▶ _Aim of the exercise_
Lift out each line of the data that holds "else".

══════════

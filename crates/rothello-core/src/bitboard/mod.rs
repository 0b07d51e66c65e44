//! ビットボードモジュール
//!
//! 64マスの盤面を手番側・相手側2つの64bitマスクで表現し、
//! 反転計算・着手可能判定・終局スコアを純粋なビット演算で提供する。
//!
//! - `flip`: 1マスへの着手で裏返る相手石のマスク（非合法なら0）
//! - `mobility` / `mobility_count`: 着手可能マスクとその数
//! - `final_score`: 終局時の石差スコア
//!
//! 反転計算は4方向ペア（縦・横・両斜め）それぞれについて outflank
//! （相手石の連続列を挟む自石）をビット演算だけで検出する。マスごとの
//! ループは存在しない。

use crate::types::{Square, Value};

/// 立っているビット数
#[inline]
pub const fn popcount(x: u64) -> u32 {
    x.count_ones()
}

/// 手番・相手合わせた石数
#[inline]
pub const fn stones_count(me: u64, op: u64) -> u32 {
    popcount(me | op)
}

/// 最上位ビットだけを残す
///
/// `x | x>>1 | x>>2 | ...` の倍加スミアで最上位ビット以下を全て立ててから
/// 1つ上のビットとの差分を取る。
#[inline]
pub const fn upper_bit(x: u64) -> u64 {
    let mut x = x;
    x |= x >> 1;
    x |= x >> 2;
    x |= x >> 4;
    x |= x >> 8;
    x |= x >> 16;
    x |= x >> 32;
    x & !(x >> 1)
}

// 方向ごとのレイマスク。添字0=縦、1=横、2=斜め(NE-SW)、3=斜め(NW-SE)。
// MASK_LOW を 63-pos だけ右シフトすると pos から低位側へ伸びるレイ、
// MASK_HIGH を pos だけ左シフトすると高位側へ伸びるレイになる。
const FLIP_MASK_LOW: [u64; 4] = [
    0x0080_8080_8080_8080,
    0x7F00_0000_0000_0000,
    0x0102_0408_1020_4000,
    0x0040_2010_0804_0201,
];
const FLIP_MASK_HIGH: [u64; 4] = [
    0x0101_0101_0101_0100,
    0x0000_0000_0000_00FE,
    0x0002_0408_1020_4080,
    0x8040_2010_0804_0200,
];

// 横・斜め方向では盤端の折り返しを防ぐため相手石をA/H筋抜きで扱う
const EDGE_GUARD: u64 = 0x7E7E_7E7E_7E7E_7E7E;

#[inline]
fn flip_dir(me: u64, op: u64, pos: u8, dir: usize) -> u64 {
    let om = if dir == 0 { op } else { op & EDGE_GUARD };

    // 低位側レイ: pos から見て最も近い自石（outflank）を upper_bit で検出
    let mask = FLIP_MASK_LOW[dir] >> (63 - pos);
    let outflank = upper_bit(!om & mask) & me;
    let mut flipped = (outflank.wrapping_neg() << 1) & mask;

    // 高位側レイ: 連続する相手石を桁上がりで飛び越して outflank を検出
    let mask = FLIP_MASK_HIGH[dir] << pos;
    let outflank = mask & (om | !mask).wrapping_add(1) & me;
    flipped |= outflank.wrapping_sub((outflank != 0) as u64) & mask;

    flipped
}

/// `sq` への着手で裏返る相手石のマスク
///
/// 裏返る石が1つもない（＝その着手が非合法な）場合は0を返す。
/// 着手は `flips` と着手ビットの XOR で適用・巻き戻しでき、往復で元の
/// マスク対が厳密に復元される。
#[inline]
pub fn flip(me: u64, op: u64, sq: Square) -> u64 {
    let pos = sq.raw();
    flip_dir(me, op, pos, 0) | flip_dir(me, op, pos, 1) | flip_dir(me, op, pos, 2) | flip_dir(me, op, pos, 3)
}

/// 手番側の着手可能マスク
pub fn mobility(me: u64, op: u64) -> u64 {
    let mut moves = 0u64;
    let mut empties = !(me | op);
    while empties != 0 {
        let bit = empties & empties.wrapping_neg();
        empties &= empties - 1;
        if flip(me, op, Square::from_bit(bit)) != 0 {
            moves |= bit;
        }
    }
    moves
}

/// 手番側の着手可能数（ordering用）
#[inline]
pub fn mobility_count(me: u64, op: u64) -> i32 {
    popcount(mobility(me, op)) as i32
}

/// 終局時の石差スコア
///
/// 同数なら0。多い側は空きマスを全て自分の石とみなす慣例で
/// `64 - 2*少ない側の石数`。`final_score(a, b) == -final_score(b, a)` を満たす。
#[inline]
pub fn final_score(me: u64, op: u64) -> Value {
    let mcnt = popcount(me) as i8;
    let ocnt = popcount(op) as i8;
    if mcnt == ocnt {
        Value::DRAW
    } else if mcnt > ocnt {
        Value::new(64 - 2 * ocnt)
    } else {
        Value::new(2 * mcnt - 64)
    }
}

══════════

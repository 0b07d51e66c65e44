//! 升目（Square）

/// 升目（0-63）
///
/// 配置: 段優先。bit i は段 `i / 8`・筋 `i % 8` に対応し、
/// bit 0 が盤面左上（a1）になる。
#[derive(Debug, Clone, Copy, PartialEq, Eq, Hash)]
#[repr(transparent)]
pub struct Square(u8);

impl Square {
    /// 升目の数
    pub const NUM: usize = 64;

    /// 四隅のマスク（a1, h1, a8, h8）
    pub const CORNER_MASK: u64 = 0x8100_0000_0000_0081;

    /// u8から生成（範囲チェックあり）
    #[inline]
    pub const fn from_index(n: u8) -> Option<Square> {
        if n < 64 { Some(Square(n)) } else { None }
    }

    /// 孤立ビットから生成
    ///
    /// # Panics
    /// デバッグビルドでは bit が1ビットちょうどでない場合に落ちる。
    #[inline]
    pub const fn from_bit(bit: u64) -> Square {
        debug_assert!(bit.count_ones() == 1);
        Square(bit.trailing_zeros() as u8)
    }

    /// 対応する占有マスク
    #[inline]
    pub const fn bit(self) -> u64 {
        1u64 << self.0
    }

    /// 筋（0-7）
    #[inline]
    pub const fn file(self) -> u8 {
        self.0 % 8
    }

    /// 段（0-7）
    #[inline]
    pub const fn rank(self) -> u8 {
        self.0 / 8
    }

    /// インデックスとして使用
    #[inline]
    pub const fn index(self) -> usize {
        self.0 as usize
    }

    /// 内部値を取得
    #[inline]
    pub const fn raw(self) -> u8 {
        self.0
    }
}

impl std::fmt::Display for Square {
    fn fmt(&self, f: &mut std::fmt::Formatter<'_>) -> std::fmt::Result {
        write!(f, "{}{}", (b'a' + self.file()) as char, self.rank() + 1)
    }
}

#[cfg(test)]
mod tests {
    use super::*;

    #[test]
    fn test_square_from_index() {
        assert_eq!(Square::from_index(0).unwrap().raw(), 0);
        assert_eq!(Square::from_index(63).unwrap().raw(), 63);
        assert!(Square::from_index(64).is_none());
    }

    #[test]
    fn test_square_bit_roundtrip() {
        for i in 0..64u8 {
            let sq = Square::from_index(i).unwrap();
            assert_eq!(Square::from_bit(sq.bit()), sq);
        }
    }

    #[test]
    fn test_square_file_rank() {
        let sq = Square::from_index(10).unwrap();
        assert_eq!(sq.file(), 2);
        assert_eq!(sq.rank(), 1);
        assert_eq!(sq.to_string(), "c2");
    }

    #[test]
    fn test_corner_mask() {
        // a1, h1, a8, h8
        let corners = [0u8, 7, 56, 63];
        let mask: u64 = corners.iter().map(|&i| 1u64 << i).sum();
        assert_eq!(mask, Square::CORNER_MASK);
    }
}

══════════

▶ _Answer section_
    let om = if dir == 0 { op } else { op & EDGE_GUARD };
    } else if mcnt > ocnt {
    } else {
        if n < 64 { Some(Square(n)) } else { None }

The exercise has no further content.